▶ [What is expected]: Count the lines containing "PathBuf" in the entries underneath, and state that count without anything else.

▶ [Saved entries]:
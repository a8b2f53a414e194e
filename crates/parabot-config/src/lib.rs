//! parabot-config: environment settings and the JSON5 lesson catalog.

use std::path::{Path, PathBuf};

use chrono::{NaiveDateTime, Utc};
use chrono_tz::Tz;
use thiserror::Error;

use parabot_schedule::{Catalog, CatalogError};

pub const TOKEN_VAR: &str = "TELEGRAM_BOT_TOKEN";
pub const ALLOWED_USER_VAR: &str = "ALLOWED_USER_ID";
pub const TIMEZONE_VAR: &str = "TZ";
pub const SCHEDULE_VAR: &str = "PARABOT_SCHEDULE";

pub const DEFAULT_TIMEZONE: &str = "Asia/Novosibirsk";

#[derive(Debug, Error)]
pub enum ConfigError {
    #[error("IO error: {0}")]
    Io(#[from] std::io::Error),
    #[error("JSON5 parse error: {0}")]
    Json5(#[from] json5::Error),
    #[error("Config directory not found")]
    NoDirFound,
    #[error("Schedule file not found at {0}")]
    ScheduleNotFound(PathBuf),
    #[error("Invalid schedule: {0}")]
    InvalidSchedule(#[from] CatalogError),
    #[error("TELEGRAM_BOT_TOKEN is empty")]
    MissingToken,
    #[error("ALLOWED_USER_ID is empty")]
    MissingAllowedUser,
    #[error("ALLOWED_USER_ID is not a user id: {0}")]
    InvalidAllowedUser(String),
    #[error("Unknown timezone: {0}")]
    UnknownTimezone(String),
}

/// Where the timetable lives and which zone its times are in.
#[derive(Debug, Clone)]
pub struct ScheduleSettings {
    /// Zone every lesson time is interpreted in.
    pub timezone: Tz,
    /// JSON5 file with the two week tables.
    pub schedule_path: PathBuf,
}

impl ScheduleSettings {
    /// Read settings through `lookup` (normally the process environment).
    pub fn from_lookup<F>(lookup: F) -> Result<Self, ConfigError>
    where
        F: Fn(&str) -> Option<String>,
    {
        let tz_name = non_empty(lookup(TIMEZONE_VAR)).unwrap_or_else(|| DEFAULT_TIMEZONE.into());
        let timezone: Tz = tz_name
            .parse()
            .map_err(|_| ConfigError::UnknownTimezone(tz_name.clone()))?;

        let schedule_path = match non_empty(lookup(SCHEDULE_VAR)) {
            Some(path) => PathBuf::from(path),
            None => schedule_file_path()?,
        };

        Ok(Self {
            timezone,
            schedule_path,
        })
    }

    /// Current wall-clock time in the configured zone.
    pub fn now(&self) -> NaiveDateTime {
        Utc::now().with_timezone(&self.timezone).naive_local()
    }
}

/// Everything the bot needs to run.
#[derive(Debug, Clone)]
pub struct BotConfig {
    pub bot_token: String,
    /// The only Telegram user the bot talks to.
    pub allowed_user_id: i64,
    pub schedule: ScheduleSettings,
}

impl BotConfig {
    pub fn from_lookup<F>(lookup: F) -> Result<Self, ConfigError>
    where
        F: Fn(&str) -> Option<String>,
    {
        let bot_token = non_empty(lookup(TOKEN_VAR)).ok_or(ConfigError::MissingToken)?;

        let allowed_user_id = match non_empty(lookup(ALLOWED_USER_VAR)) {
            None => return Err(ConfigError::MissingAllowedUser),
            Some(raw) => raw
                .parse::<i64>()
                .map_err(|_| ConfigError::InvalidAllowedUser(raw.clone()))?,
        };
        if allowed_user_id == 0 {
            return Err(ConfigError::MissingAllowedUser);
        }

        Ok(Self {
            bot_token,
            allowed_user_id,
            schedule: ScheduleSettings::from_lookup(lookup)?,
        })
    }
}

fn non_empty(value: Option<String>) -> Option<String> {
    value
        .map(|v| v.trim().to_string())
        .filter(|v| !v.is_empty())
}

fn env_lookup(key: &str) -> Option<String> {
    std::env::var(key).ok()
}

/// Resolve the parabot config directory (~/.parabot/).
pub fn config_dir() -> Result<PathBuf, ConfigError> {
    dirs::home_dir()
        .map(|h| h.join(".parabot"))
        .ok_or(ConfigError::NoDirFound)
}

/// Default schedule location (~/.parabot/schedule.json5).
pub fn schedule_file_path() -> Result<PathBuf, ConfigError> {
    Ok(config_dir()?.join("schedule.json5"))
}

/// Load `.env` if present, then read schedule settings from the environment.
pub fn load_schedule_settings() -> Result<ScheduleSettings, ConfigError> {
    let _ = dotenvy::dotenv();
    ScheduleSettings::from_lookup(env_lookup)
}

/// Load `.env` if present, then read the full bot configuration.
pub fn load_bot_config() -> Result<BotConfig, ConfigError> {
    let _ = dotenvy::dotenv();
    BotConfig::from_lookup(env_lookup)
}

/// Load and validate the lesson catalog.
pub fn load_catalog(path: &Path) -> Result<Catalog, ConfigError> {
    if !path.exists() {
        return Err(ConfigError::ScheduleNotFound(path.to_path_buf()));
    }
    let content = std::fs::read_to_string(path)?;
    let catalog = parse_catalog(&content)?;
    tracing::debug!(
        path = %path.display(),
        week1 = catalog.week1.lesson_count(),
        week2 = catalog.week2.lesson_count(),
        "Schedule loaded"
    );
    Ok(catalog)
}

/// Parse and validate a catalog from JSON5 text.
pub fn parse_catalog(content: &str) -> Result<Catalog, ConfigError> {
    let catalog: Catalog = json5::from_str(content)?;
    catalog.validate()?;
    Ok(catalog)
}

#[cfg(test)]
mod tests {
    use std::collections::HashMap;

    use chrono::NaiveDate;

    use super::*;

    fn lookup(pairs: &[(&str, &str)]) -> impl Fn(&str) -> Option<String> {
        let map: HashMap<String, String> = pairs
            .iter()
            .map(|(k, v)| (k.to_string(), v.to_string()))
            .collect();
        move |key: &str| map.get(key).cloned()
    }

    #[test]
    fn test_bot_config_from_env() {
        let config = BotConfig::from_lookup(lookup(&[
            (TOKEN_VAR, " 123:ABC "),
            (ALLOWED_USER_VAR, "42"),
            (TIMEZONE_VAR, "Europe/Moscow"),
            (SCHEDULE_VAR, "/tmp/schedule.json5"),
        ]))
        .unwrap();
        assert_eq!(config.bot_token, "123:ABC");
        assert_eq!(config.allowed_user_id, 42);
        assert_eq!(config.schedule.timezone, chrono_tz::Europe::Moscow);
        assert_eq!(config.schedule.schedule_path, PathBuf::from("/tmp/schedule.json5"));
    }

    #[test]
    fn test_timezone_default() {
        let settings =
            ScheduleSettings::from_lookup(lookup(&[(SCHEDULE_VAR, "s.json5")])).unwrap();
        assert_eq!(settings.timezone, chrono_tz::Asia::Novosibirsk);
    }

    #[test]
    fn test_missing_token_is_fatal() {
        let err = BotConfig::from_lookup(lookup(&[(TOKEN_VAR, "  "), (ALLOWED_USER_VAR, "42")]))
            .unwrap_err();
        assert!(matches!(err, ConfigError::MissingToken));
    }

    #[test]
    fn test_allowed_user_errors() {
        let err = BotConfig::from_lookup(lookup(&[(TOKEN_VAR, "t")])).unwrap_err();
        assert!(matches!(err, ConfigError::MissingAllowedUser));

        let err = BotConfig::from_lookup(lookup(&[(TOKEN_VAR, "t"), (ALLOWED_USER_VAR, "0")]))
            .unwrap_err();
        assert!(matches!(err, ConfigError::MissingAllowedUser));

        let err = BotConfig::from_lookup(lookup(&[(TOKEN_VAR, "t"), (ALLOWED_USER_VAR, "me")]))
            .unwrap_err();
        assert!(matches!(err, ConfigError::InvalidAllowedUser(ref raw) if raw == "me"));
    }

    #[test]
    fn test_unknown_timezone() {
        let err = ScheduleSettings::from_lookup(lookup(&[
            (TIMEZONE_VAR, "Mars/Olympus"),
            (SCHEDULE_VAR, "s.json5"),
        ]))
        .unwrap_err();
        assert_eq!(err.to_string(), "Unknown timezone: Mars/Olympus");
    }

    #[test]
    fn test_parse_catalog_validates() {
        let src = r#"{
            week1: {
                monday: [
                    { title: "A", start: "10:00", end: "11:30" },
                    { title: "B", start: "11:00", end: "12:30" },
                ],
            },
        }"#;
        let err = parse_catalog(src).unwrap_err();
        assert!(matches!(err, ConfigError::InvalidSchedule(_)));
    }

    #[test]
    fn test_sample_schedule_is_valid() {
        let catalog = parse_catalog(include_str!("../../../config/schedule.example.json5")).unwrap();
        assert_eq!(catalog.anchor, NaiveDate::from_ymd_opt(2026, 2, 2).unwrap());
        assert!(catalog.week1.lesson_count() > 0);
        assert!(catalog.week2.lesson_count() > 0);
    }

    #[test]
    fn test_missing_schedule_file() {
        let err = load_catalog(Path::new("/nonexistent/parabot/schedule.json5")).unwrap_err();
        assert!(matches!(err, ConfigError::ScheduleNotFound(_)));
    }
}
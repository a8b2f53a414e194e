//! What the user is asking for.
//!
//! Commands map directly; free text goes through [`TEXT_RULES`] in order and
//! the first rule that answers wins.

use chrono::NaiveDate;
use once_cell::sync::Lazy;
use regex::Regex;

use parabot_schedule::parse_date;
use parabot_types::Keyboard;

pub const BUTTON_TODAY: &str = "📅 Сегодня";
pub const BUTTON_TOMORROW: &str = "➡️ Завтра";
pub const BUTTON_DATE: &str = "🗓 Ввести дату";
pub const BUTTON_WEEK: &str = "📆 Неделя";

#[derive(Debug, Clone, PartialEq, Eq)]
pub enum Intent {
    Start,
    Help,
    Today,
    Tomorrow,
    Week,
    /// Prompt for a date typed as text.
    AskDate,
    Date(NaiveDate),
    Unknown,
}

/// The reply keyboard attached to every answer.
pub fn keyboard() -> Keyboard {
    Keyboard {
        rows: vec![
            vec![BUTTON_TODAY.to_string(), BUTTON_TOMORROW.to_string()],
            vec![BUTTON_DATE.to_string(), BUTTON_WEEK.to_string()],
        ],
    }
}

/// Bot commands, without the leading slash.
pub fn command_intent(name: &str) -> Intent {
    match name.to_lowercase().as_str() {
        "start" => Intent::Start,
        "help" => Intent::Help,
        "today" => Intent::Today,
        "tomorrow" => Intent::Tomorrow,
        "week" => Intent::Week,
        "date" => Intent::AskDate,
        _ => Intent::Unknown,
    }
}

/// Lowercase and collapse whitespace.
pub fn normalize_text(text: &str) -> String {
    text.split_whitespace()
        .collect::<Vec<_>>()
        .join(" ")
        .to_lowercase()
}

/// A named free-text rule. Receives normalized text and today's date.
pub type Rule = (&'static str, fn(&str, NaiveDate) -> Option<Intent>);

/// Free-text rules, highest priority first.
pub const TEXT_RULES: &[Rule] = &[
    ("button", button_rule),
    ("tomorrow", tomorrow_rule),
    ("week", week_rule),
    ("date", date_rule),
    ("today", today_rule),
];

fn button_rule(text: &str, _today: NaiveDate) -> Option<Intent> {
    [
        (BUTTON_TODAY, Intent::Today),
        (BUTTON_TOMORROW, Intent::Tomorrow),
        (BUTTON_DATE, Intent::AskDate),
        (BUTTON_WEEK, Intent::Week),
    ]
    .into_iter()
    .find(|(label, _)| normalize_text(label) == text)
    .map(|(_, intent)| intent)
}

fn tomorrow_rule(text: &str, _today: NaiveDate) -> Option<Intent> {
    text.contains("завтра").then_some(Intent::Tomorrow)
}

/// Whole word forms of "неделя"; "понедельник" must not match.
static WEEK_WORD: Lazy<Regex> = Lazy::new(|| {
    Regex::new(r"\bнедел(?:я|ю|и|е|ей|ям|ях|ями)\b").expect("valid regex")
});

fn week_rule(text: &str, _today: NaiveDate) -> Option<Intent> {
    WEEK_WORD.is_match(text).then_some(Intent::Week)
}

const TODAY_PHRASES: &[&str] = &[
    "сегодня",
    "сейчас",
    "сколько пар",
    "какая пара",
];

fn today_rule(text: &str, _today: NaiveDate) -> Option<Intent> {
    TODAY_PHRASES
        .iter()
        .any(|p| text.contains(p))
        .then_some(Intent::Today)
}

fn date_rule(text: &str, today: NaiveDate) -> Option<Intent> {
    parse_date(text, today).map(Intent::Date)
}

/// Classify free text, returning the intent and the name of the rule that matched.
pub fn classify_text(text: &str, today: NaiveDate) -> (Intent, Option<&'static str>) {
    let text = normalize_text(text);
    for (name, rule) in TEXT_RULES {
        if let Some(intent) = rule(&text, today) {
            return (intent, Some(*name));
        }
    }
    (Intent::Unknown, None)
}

▶ [Answer section]: 7